Guardian online news headline: Amy Coney Barrett: spotlight falls on secretive Catholic group People of Praise.
Some doctrines of this organization:
On its website, the group, which was founded in South Bend in 1971 and has 1,700 members, describes itself as a community that “shares our lives together” and “support each other financially and materially…
A July 2007 “our money our selves” edition of People of Praise’s Vine & Branch magazine included an article about a 17-member group of women described as “single for the Lord” and living together in South Bend, Indiana. The women shared a “sisterhood budget”, which involved them pooling their paychecks
The “sisterhood” is described as living “simply, frugally, and generously”, with about $36 put aside per week per person for food and dry goods and $10 for pocket money to buy “Slurpees and movie tickets”. They buy clothes at thrift stores and garage sales and 10% of their income is directed to People of Praise.

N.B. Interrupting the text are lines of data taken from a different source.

//! Release lifecycle state and per-instance diagnostics.
//!
//! ```text
//! role     counts                         state
//! active   desired == 0                   halted
//! active   available >= desired > 0       released
//! active   otherwise                      releasing
//! target   -                              releasing
//! bad      -                              bad
//! none     spec desired == 0              retired
//! none     otherwise                      retiring
//! ```
//!
//! Overriding all of that, a release whose instances never ran and whose
//! oldest instance is older than the readiness timeout is `failed`.

use std::time::Duration;

use flotilla_state::*;

/// Generic termination reason; a more specific one is preferred.
const GENERIC_TERMINATION_REASON: &str = "Error";
const UNSCHEDULABLE_REASON: &str = "Unschedulable";

/// Observed instance counts of a release's replica group.
#[derive(Debug, Clone, Copy, Default, PartialEq, Eq)]
pub struct ObservedCounts {
    pub desired: u32,
    pub ready: u32,
    pub available: u32,
}

impl ObservedCounts {
    /// Counts from the live replica group; all zero when there is none.
    pub fn from_group(group: Option<&ReplicaGroup>) -> Self {
        group
            .map(|g| Self {
                desired: g.spec.replicas,
                ready: g.status.ready_replicas,
                available: g.status.available_replicas,
            })
            .unwrap_or_default()
    }
}

/// State implied by the release's role and observed counts.
pub fn release_state(spec: &AppReleaseSpec, counts: ObservedCounts) -> ReleaseState {
    match spec.role {
        ReleaseRole::Active if counts.desired == 0 => ReleaseState::Halted,
        ReleaseRole::Active if counts.available >= counts.desired => ReleaseState::Released,
        ReleaseRole::Active => ReleaseState::Releasing,
        ReleaseRole::Target => ReleaseState::Releasing,
        ReleaseRole::Bad => ReleaseState::Bad,
        ReleaseRole::None if spec.num_desired == 0 => ReleaseState::Retired,
        ReleaseRole::None => ReleaseState::Retiring,
    }
}

/// The most useful explanation for an unhealthy instance, if any.
pub fn pod_error(instance: &Instance) -> Option<PodError> {
    let error = |reason: &str, message: &str| PodError {
        pod: instance.name().to_string(),
        reason: reason.to_string(),
        message: message.to_string(),
    };

    if let Some(cond) = instance
        .status
        .conditions
        .iter()
        .find(|c| c.reason == UNSCHEDULABLE_REASON)
    {
        return Some(error(&cond.reason, &cond.message));
    }

    let mut generic = None;
    for status in &instance.status.container_statuses {
        if let Some(terminated) = &status.last_termination {
            if terminated.reason != GENERIC_TERMINATION_REASON {
                return Some(error(&terminated.reason, &terminated.message));
            }
            generic = Some(error(&terminated.reason, &terminated.message));
        }
    }

    let waiting = instance
        .status
        .container_statuses
        .iter()
        .find_map(|s| match &s.state {
            ContainerState::Waiting { reason, message } => Some(error(reason, message)),
            _ => None,
        });
    waiting.or(generic)
}

/// Diagnostics gathered from a release's instances.
#[derive(Debug, Clone, Default, PartialEq, Eq)]
pub struct Diagnosis {
    pub pod_errors: Vec<PodError>,
    /// No instance ever ran and the oldest has outlived the readiness
    /// timeout.
    pub stuck: bool,
}

pub fn diagnose(instances: &[Instance], timeout: Duration, now: u64) -> Diagnosis {
    let pod_errors = instances.iter().filter_map(pod_error).collect();
    let any_ran = instances.iter().any(|i| {
        matches!(
            i.status.phase,
            InstancePhase::Running | InstancePhase::Succeeded
        )
    });
    let oldest = instances.iter().map(|i| i.meta.created_at).min();
    let stuck = !any_ran
        && oldest.is_some_and(|created| now.saturating_sub(created) > timeout.as_secs());
    Diagnosis { pod_errors, stuck }
}

/// Next status for `release`. `diagnosis` is present when the release is
/// short of available instances.
pub fn next_status(
    release: &AppRelease,
    counts: ObservedCounts,
    diagnosis: Option<Diagnosis>,
    now: u64,
) -> AppReleaseStatus {
    let previous = &release.status;
    let mut state = release_state(&release.spec, counts);

    let mut pod_errors = Vec::new();
    if let Some(diagnosis) = diagnosis {
        pod_errors = diagnosis.pod_errors;
        if diagnosis.stuck && release.spec.role != ReleaseRole::Bad {
            state = ReleaseState::Failed;
        }
    }
    // A failed release stays failed until something gives it a role again.
    if previous.state == ReleaseState::Failed && release.spec.role == ReleaseRole::None {
        state = ReleaseState::Failed;
    }

    let state_changed_at = if state == previous.state && previous.state_changed_at != 0 {
        previous.state_changed_at
    } else {
        now
    };

    AppReleaseStatus {
        state,
        state_changed_at,
        num_desired: counts.desired,
        num_ready: counts.ready,
        num_available: counts.available,
        pod_errors,
    }
}
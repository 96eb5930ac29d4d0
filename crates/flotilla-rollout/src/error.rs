//! Rollout error types.

use thiserror::Error;

#[derive(Debug, Error)]
pub enum RolloutError {
    /// The ramp was asked to run with no releases. Callers always create the
    /// candidate release first, so this is a bug rather than a runtime state.
    #[error("cannot deploy empty release set for {0}")]
    EmptyReleaseSet(String),

    #[error("build not found: {0}")]
    MissingBuild(String),

    #[error("state store error: {0}")]
    State(#[from] flotilla_state::StateError),

    #[error("autoscaler error: {0}")]
    Autoscale(#[from] flotilla_autoscale::AutoscaleError),

    #[error("serialization error: {0}")]
    Serialize(#[from] serde_json::Error),

    #[error("invalid pattern: {0}")]
    Pattern(#[from] regex::Error),
}

impl RolloutError {
    /// Everything except invariant violations is worth another attempt.
    pub fn is_retryable(&self) -> bool {
        !matches!(self, RolloutError::EmptyReleaseSet(_))
    }
}

pub type RolloutResult<T> = Result<T, RolloutError>;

The article quotes a head sister named Nano as saying: “If each of us had her own money, it would change everything. Just as we would have our own shelf in the refrigerator, so we would probably partition off other parts of our lives and be more guarded in certain areas. Having money in common moves you to put everything in common.”
Adrian Reimers, a former member turned critic of the group, described in a book available online called Not Reliable Guides his “grave concern” about how the life of People of Praise members were “not his or her own” and how “all one’s decisions and dealings become the concern of one’s head, and in turn potentially become known to the leadership”.